The minister was someone the family counted on to be there for them in counseling, etc. He was a prominent member of most families.Unfortunately many ministers didn't stay with the church very long. They were known as missionaries and frequently traveled further west to settle/create churches in new areas.

It was quite common for families to carry "a letter" with them in their travels. This served as a form of introduction to the church in the new area.

Pioneering families were not given the "option" of attending church as we have today. They were judged and many times, judged harshly on their church attendance and frequency of it. Going to church was something that was "simply done".

Churches quite frequently determined rather precisely just how people would live their daily lives; not just while in the church service.People could and did get removed from the church roster for what we would feel were "trivial offenses". Included in these could be:

Speaking harshly (not profane, just harsh)

Missing a church meeting

Laboring on the Sabbath

Telling a falsehood

Dressing inappropriately (in colors)

Playing, listening to music

Some churches were rather strict and depending on the preacher, the considered offenses could vary from week to week.

The company you kept

Variety of Churches and Their Activities

In the early years of a township, it was common to have a small town about every 5-6 miles, with limited transportation a church was normally found in each area. The different types were dictated by the origins of the persons residing there.

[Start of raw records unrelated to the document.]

// This Source Code Form is subject to the terms of the Mozilla Public
// License, v. 2.0. If a copy of the MPL was not distributed with this
// file, You can obtain one at https://mozilla.org/MPL/2.0/.

//! Entity resolution trait for looking up and resolving entities

use crate::{AttributeValue, DecodedEntity, EntityId, IfcType};
use std::sync::Arc;

/// Entity lookup and reference resolution
///
/// This is the sole read surface of an opened entity graph. Implementations
/// should provide O(1) lookup by entity ID.
///
/// # Example
///
/// ```ignore
/// use ifc_bim_model::{EntityResolver, EntityId};
///
/// fn placement_of(resolver: &dyn EntityResolver, wall_id: EntityId) {
///     if let Some(wall) = resolver.get(wall_id) {
///         // ObjectPlacement of a product
///         if let Some(placement) = wall.get(5).and_then(|a| resolver.resolve_ref(a)) {
///             println!("placed by {}", placement.id);
///         }
///     }
/// }
/// ```
pub trait EntityResolver: Send + Sync {
    /// Get entity by ID
    ///
    /// Returns the decoded entity if it exists, wrapped in an Arc for
    /// cheap sharing between lookups.
    fn get(&self, id: EntityId) -> Option<Arc<DecodedEntity>>;

    /// Resolve an entity reference from an attribute value
    fn resolve_ref(&self, attr: &AttributeValue) -> Option<Arc<DecodedEntity>> {
        match attr {
            AttributeValue::EntityRef(id) => self.get(*id),
            _ => None,
        }
    }

    /// Resolve a list of entity references, skipping broken ones
    fn resolve_ref_list(&self, attr: &AttributeValue) -> Vec<Arc<DecodedEntity>> {
        match attr {
            AttributeValue::List(items) => items
                .iter()
                .filter_map(|item| self.resolve_ref(item))
                .collect(),
            _ => Vec::new(),
        }
    }

    /// Get all entities of a specific type, in ascending id order
    fn entities_by_type(&self, ifc_type: &IfcType) -> Vec<Arc<DecodedEntity>>;

    /// Count entities of a specific type
    fn count_by_type(&self, ifc_type: &IfcType) -> usize;

    /// Get total entity count
    fn entity_count(&self) -> usize;
}

/// Extension methods for EntityResolver
pub trait EntityResolverExt: EntityResolver {
    /// Check if an entity exists
    fn exists(&self, id: EntityId) -> bool {
        self.get(id).is_some()
    }

    /// Get entity or return error
    fn get_or_err(&self, id: EntityId) -> crate::Result<Arc<DecodedEntity>> {
        self.get(id).ok_or(crate::ParseError::EntityNotFound(id))
    }

    /// Follow the reference stored at `attr_index` of `entity`
    fn follow(
        &self,
        entity: &DecodedEntity,
        attr_index: usize,
    ) -> crate::Result<Arc<DecodedEntity>> {
        let target = entity
            .get_ref(attr_index)
            .ok_or(crate::ParseError::InvalidReference {
                entity: entity.id,
                attribute: attr_index,
            })?;
        self.get_or_err(target)
    }

    /// Entities of any of the given types, merged in ascending id order
    fn entities_by_types(&self, types: &[IfcType]) -> Vec<Arc<DecodedEntity>> {
        let mut all: Vec<Arc<DecodedEntity>> = types
            .iter()
            .flat_map(|ty| self.entities_by_type(ty))
            .collect();
        all.sort_by_key(|e| e.id);
        all
    }
}

// Blanket implementation for all EntityResolver types
impl<T: EntityResolver + ?Sized> EntityResolverExt for T {}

The most common were the Baptist, Methodist, Episcopal, Christian and of course with the high content in the Owen County area of Germans; the Lutheran church.

Some of these churches adhered to the strict guidelines set forth by the Associations governing the churches such as the White River Baptist Association.

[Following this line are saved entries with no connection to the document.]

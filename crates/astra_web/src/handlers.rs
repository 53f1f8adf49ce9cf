use axum::{
    extract::{rejection::JsonRejection, State},
    Json,
};
use serde::{Deserialize, Serialize};
use serde_json::Value;
use std::sync::Arc;
use astra_core::types::{query_or, DEFAULT_NEWS_QUERY, NO_ARTICLES_MESSAGE};
use astra_core::{Article, NewsOutcome};
use astra_news::client::MAX_PAGE_SIZE;
use crate::error::ApiError;
use crate::AppState;

/// Token budget for `/api/llm` completions.
pub const LLM_MAX_TOKENS: u32 = 1024;

#[derive(Debug, Default, Deserialize)]
pub struct QueryRequest {
    #[serde(default)]
    pub query: Option<String>,
}

#[derive(Debug, Serialize)]
pub struct LlmResponse {
    pub response: String,
}

#[derive(Debug, Serialize)]
pub struct NewsResponse {
    pub articles: Vec<Article>,
    #[serde(skip_serializing_if = "Option::is_none")]
    pub message: Option<&'static str>,
}

#[derive(Debug, Serialize)]
pub struct SummaryResponse {
    pub summary: String,
}

/// Only a JSON object is a valid body. The derived `Deserialize` would also
/// accept a sequence like `["text"]`, so the shape is checked first.
fn body(payload: Result<Json<Value>, JsonRejection>) -> Result<QueryRequest, ApiError> {
    let Json(value) = payload.map_err(|rejection| {
        ApiError::validation(format!("Request body must be a JSON object: {}", rejection.body_text()))
    })?;
    if !value.is_object() {
        return Err(ApiError::validation("Request body must be a JSON object"));
    }
    serde_json::from_value(value)
        .map_err(|e| ApiError::validation(format!("Invalid request body: {}", e)))
}

pub async fn llm_response(
    State(state): State<Arc<AppState>>,
    payload: Result<Json<Value>, JsonRejection>,
) -> Result<Json<LlmResponse>, ApiError> {
    let request = body(payload)?;
    let query = query_or(request.query.as_deref(), "");
    if query.is_empty() {
        return Err(ApiError::validation("No query provided"));
    }

    let response = state.model.complete(query, LLM_MAX_TOKENS).await?;
    Ok(Json(LlmResponse { response }))
}

pub async fn news_response(
    State(state): State<Arc<AppState>>,
    payload: Result<Json<Value>, JsonRejection>,
) -> Result<Json<NewsResponse>, ApiError> {
    let request = body(payload)?;
    let query = query_or(request.query.as_deref(), DEFAULT_NEWS_QUERY);

    let response = match state.news.search(query, MAX_PAGE_SIZE).await? {
        NewsOutcome::Empty => NewsResponse {
            articles: vec![],
            message: Some(NO_ARTICLES_MESSAGE),
        },
        NewsOutcome::Articles(articles) => NewsResponse {
            articles,
            message: None,
        },
    };
    Ok(Json(response))
}

pub async fn news_summary_response(
    State(state): State<Arc<AppState>>,
    payload: Result<Json<Value>, JsonRejection>,
) -> Result<Json<SummaryResponse>, ApiError> {
    let request = body(payload)?;
    let query = query_or(request.query.as_deref(), DEFAULT_NEWS_QUERY);

    let summary = state.summarizer.summarize(query).await?.into_text();
    Ok(Json(SummaryResponse { summary }))
}

pub async fn health() -> Json<Value> {
    Json(serde_json::json!({ "status": "ok" }))
}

In addition to the weekly meetings and church fellowship, most people could count on the church for singings, picnics, homecomings and fund raising dinners.

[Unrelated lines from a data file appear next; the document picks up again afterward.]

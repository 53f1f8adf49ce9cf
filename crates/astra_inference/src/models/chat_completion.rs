use async_trait::async_trait;
use reqwest::Client;
use serde::{Deserialize, Serialize};
use astra_core::models::EMPTY_COMPLETION;
use astra_core::{ChatModel, Error, Result, ServiceConfig};
use std::fmt;

pub(crate) const SERVICE: &str = "chat-completion";

#[derive(Serialize)]
struct ChatMessage<'a> {
    role: &'a str,
    content: &'a str,
}

#[derive(Serialize)]
struct ResponseFormat {
    #[serde(rename = "type")]
    kind: &'static str,
}

#[derive(Serialize)]
struct ChatRequest<'a> {
    model: &'a str,
    messages: Vec<ChatMessage<'a>>,
    max_tokens: u32,
    #[serde(skip_serializing_if = "Option::is_none")]
    response_format: Option<ResponseFormat>,
}

#[derive(Deserialize)]
struct ChatResponse {
    #[serde(default)]
    choices: Vec<Choice>,
}

#[derive(Deserialize)]
struct Choice {
    #[serde(default)]
    message: Option<Message>,
}

#[derive(Deserialize)]
struct Message {
    #[serde(default)]
    content: Option<String>,
}

impl ChatResponse {
    fn into_text(self) -> String {
        self.choices
            .into_iter()
            .next()
            .and_then(|choice| choice.message)
            .and_then(|message| message.content)
            .unwrap_or_else(|| EMPTY_COMPLETION.to_string())
    }
}

/// Client for any OpenAI-compatible `/chat/completions` endpoint (Groq by default).
pub struct ChatCompletionModel {
    client: Client,
    api_key: String,
    endpoint: String,
    model: String,
}

impl ChatCompletionModel {
    pub fn new(config: &ServiceConfig, model: &str) -> Result<Self> {
        let api_key = config.require_api_key("Chat completion")?.to_string();
        Ok(Self {
            client: config.http_client()?,
            api_key,
            endpoint: config.endpoint("chat/completions"),
            model: model.to_string(),
        })
    }

    async fn send(&self, prompt: &str, max_tokens: u32, json: bool) -> Result<String> {
        let request = ChatRequest {
            model: &self.model,
            messages: vec![ChatMessage {
                role: "user",
                content: prompt,
            }],
            max_tokens,
            response_format: json.then_some(ResponseFormat { kind: "json_object" }),
        };

        tracing::debug!(model = %self.model, max_tokens, json, "Sending {} byte prompt", prompt.len());

        let response = self.client
            .post(&self.endpoint)
            .bearer_auth(&self.api_key)
            .json(&request)
            .send()
            .await
            .map_err(|e| Error::from_reqwest(SERVICE, e))?;

        let status = response.status();
        if !status.is_success() {
            let body = response.text().await.unwrap_or_default();
            tracing::warn!(status = status.as_u16(), "Chat completion request failed: {}", body);
            return Err(Error::UpstreamStatus {
                service: SERVICE,
                status: status.as_u16(),
                body,
            });
        }

        let body = response
            .text()
            .await
            .map_err(|e| Error::from_reqwest(SERVICE, e))?;
        let parsed: ChatResponse = serde_json::from_str(&body)
            .map_err(|e| Error::Parse(format!("malformed chat completion response: {}", e)))?;

        Ok(parsed.into_text())
    }
}

impl fmt::Debug for ChatCompletionModel {
    fn fmt(&self, f: &mut fmt::Formatter<'_>) -> fmt::Result {
        f.debug_struct("ChatCompletionModel")
            .field("client", &"<reqwest::Client>")
            .field("api_key", &"<redacted>")
            .field("endpoint", &self.endpoint)
            .field("model", &self.model)
            .finish()
    }
}

#[async_trait]
impl ChatModel for ChatCompletionModel {
    fn name(&self) -> &str {
        &self.model
    }

    async fn complete(&self, prompt: &str, max_tokens: u32) -> Result<String> {
        self.send(prompt, max_tokens, false).await
    }

    async fn complete_json(&self, prompt: &str, max_tokens: u32) -> Result<String> {
        self.send(prompt, max_tokens, true).await
    }
}

#[cfg(test)]
mod tests {
    use super::*;
    use axum::{extract::State, http::{HeaderMap, StatusCode}, routing::post, Json, Router};
    use serde_json::{json, Value};
    use std::sync::{Arc, Mutex};

    #[derive(Clone, Default)]
    struct Recorded {
        requests: Arc<Mutex<Vec<(Option<String>, Value)>>>,
    }

    async fn spawn_stub(status: StatusCode, reply: &'static str) -> (ServiceConfig, Recorded) {
        let recorded = Recorded::default();
        let app = Router::new()
            .route(
                "/v1/chat/completions",
                post(move |State(rec): State<Recorded>, headers: HeaderMap, Json(body): Json<Value>| async move {
                    let auth = headers
                        .get("authorization")
                        .and_then(|v| v.to_str().ok())
                        .map(str::to_string);
                    rec.requests.lock().unwrap().push((auth, body));
                    (status, reply)
                }),
            )
            .with_state(recorded.clone());

        let listener = tokio::net::TcpListener::bind("127.0.0.1:0").await.unwrap();
        let addr = listener.local_addr().unwrap();
        tokio::spawn(async move {
            axum::serve(listener, app).await.unwrap();
        });

        let config = ServiceConfig::new(&format!("http://{}/v1", addr))
            .unwrap()
            .with_api_key(Some("test-key".to_string()));
        (config, recorded)
    }

    #[test]
    fn test_model_requires_api_key() {
        let config = ServiceConfig::new("http://localhost/v1").unwrap();
        let result = ChatCompletionModel::new(&config, "llama");
        assert!(matches!(result, Err(Error::Config(_))));
    }

    #[tokio::test]
    async fn test_complete_returns_first_choice() {
        let (config, recorded) = spawn_stub(
            StatusCode::OK,
            r#"{"choices":[{"message":{"content":"hello"}},{"message":{"content":"ignored"}}]}"#,
        )
        .await;
        let model = ChatCompletionModel::new(&config, "llama-test").unwrap();

        let text = model.complete("Say hello", 64).await.unwrap();
        assert_eq!(text, "hello");

        let requests = recorded.requests.lock().unwrap();
        assert_eq!(requests.len(), 1);
        let (auth, body) = &requests[0];
        assert_eq!(auth.as_deref(), Some("Bearer test-key"));
        assert_eq!(
            body,
            &json!({
                "model": "llama-test",
                "messages": [{"role": "user", "content": "Say hello"}],
                "max_tokens": 64
            })
        );
    }

    #[tokio::test]
    async fn test_complete_json_requests_json_object() {
        let (config, recorded) =
            spawn_stub(StatusCode::OK, r#"{"choices":[{"message":{"content":"{}"}}]}"#).await;
        let model = ChatCompletionModel::new(&config, "llama-test").unwrap();

        assert_eq!(model.complete_json("Extract", 500).await.unwrap(), "{}");
        let requests = recorded.requests.lock().unwrap();
        assert_eq!(requests[0].1["response_format"], json!({"type": "json_object"}));
    }

    #[tokio::test]
    async fn test_missing_content_yields_placeholder() {
        let (config, _) = spawn_stub(StatusCode::OK, r#"{"choices":[]}"#).await;
        let model = ChatCompletionModel::new(&config, "llama-test").unwrap();
        assert_eq!(model.complete("hi", 16).await.unwrap(), EMPTY_COMPLETION);

        let (config, _) = spawn_stub(StatusCode::OK, r#"{"choices":[{"message":{}}]}"#).await;
        let model = ChatCompletionModel::new(&config, "llama-test").unwrap();
        assert_eq!(model.complete("hi", 16).await.unwrap(), EMPTY_COMPLETION);
    }

    #[tokio::test]
    async fn test_non_success_status_is_tagged() {
        let (config, _) = spawn_stub(StatusCode::UNAUTHORIZED, r#"{"error":"invalid key"}"#).await;
        let model = ChatCompletionModel::new(&config, "llama-test").unwrap();

        match model.complete("hi", 16).await {
            Err(Error::UpstreamStatus { service, status, body }) => {
                assert_eq!(service, SERVICE);
                assert_eq!(status, 401);
                assert!(body.contains("invalid key"));
            }
            other => panic!("expected status error, got {:?}", other),
        }
    }

    #[tokio::test]
    async fn test_malformed_body_is_parse_error() {
        let (config, _) = spawn_stub(StatusCode::OK, "<html>gateway</html>").await;
        let model = ChatCompletionModel::new(&config, "llama-test").unwrap();
        assert!(matches!(model.complete("hi", 16).await, Err(Error::Parse(_))));
    }

    #[tokio::test]
    async fn test_unreachable_endpoint_is_transport_error() {
        let config = ServiceConfig::new("http://127.0.0.1:9/v1")
            .unwrap()
            .with_api_key(Some("test-key".to_string()));
        let model = ChatCompletionModel::new(&config, "llama-test").unwrap();
        assert!(matches!(
            model.complete("hi", 16).await,
            Err(Error::UpstreamTransport { .. })
        ));
    }
}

As time went on; Ladies Committees were formed that raised various monies for things in the community such as: a family who had lost everything, or a new family in the area; most anything that was deemed needed could well be turned into an entertainment as well. Times were that these organizations raised money with a pie supper for a new minister with several children to care for- the pie supper in itself being a source of "breaking up the time" between a long winter and spring.

All of these activities were times to visit with people that most of the time were so busy getting their homesteads productive that socializing wasn't frequent.

Many of these functions were educational as well as enjoyable. Women traded recipes, patterns for clothing, house keeping tips. Men could generally count on gathering with other men in discussions on new farm machinery and methods as well as perhaps putting together the next "threshing ring" in the area.

Although pride was considered a sin in many churches, I assume that many times members were proud of a new dress or a fine horse and buggy.


  • We went to church every Sunday. It wasn't whether you wanted to go, it was the rule.

  • I remember times that we went in a bob sled- you know, we had no snow plows back then.

  • We went to a little church about a mile and a half from home. Most times we walked.

  • In the summertime, we would carry our shoes as we walked till the church came into view.

  • The men sat on one side of the church and the women on the other. Both of the had what they called the "Amen Corner".

  • Our preacher drove a white horse and buggy many miles to our church- he received $6.00 every Sunday.

  • I remember, our church was a one room building with two coal stoves, one on each side.

  • We only got to go to church once a month when the preacher would come through. On the other Sundays, we only had Sunday School.

  • I was Lutheran and had confirmation classes- we had to learn Swedish as we had it in our church work.

  • In our German Reformed Church, the minister would preach in a German service in the morning and in the evening he would preach in English.

  • Grandpa was a Quaker; he once took my father to church, but dad was asked to leave when they found out he had fought in WWI and had been bearing arms.

  • Our church was our community center outside of school. I remember during the first war, we all gathered to make things for the soldiers.

  • In my day, after Sunday church was the time for visiting among the neighbors.